Task to carry out:
Copy each line of the data beneath in which the word "CuratorConfig" appears.

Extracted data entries
= Beginning of Section =
//! Stage binary entry point
//!
//! Runs exactly one pipeline stage and exits. The orchestrator launches one
//! process per stage; each stage can also be run by hand.

use std::path::PathBuf;
use std::process::ExitCode;
use std::time::Duration;

use clap::{Parser, Subcommand};

use pipeline::{stages, CompilerConfig, CuratorConfig, PipelineConfig, RubricSource, SessionOptions};
use shared::{logging, process_debug, ProcessId, StageId};

/// Feed curation pipeline stages
#[derive(Parser)]
#[command(name = "pipeline")]
#[command(about = "Runs one stage of the feed curation pipeline")]
struct Args {
    #[command(subcommand)]
    stage: StageCommand,

    /// Directory holding the stage artifacts
    #[arg(long, global = true, env = "PIPELINE_WORK_DIR", default_value = "./data")]
    work_dir: PathBuf,

    /// Visible browser session; execute only the first action
    #[arg(long, global = true)]
    debug: bool,

    /// Log level (trace, debug, info, warn, error)
    #[arg(long, global = true, default_value = "info")]
    log_level: String,

    /// Run identifier passed by the orchestrator, for log correlation
    #[arg(long, global = true)]
    run_id: Option<String>,

    /// Seed for the sampling stages
    #[arg(long, global = true)]
    seed: Option<u64>,

    /// Browser automation sidecar endpoint
    #[arg(long, global = true, env = "BROWSER_ENDPOINT", default_value = "http://127.0.0.1:9222")]
    browser_endpoint: String,

    /// Persistent browser profile directory
    #[arg(long, global = true, env = "BROWSER_PROFILE_DIR", default_value = "./browser_profile")]
    profile_dir: PathBuf,

    /// Classification model
    #[arg(long, global = true, env = "OPENAI_MODEL", default_value = "gpt-4o-mini")]
    model: String,

    /// Classification API base URL
    #[arg(long, global = true, env = "OPENAI_BASE_URL", default_value = "https://api.openai.com/v1")]
    openai_base_url: String,

    /// Sampling temperature for classification requests
    #[arg(long, global = true, default_value_t = 0.7)]
    temperature: f32,

    /// Classification request timeout in seconds
    #[arg(long, global = true, default_value_t = 120)]
    classifier_timeout_secs: u64,

    /// Records per classification request
    #[arg(long, global = true, default_value_t = 40)]
    batch_size: usize,

    /// Classification requests in flight at once
    #[arg(long, global = true, default_value_t = 1)]
    max_in_flight: usize,

    /// Results kept per query and kind by the reducer
    #[arg(long, global = true, default_value_t = 3)]
    reducer_quota: usize,

    /// Maximum liked videos per run
    #[arg(long, global = true, default_value_t = 10)]
    like_cap_videos: usize,

    /// Maximum liked shorts per run
    #[arg(long, global = true, default_value_t = 10)]
    like_cap_shorts: usize,

    /// Seconds to pause between actions
    #[arg(long, global = true, default_value_t = 2)]
    action_delay_secs: u64,

    /// Audience description file
    #[arg(long, global = true, env = "CURATOR_AUDIENCE_FILE")]
    audience_file: Option<PathBuf>,

    /// Subject standards file
    #[arg(long, global = true, env = "CURATOR_STANDARDS_FILE")]
    standards_file: Option<PathBuf>,
}

#[derive(Subcommand, Clone, Copy)]
enum StageCommand {
    /// Extract the recommendation feed
    ExtractFeed,
    /// Curate the feed and generate search queries
    CurateFeed,
    /// Run the generated searches
    ExtractSearch,
    /// Sample a fixed quota of search results
    Reduce,
    /// Curate the reduced search results
    CurateSearch,
    /// Compile the action list
    Compile,
    /// Execute the action list
    Execute,
}

impl StageCommand {
    fn stage_id(self) -> StageId {
        match self {
            StageCommand::ExtractFeed => StageId::ExtractFeed,
            StageCommand::CurateFeed => StageId::CurateFeed,
            StageCommand::ExtractSearch => StageId::ExtractSearch,
            StageCommand::Reduce => StageId::Reduce,
            StageCommand::CurateSearch => StageId::CurateSearch,
            StageCommand::Compile => StageId::Compile,
            StageCommand::Execute => StageId::Execute,
        }
    }
}

impl Args {
    fn config(&self) -> PipelineConfig {
        let mut config = PipelineConfig::new(&self.work_dir);
        config.debug = self.debug;
        config.seed = self.seed;
        config.browser_endpoint = self.browser_endpoint.clone();
        config.session = SessionOptions::new(&self.profile_dir, !self.debug);
        config.classifier_model = self.model.clone();
        config.classifier_base_url = self.openai_base_url.clone();
        config.classifier_temperature = self.temperature;
        config.classifier_timeout = Duration::from_secs(self.classifier_timeout_secs);
        config.curator = CuratorConfig {
            batch_size: self.batch_size,
            max_in_flight: self.max_in_flight,
        };
        config.reducer_quota = self.reducer_quota;
        config.compiler = CompilerConfig {
            like_cap_videos: self.like_cap_videos,
            like_cap_shorts: self.like_cap_shorts,
        };
        config.pacing.delay = Duration::from_secs(self.action_delay_secs);
        config.rubric = RubricSource {
            audience_file: self.audience_file.clone(),
            standards_file: self.standards_file.clone(),
        };
        config
    }
}

#[tokio::main]
async fn main() -> ExitCode {
    let args = Args::parse();
    let stage = args.stage.stage_id();

    // Initialize process ID singleton for this stage
    ProcessId::init_stage(stage);
    logging::init_tracing_with_level(Some(&args.log_level));

    logging::log_startup(ProcessId::current(), stage.description());
    if let Some(run_id) = &args.run_id {
        process_debug!(ProcessId::current(), "Run {}, work dir {}", run_id, args.work_dir.display());
    }

    let config = args.config();
    match stages::run_stage(stage, &config).await {
        Ok(()) => {
            logging::log_success(ProcessId::current(), &format!("Stage {stage} completed"));
            ExitCode::SUCCESS
        }
        Err(e) => {
            logging::log_error(ProcessId::current(), &format!("Stage {stage}"), &e);
            ExitCode::from(e.exit_code())
        }
    }
}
= End of Section =
Problem solution:
use pipeline::{stages, CompilerConfig, CuratorConfig, PipelineConfig, RubricSource, SessionOptions};
        config.curator = CuratorConfig {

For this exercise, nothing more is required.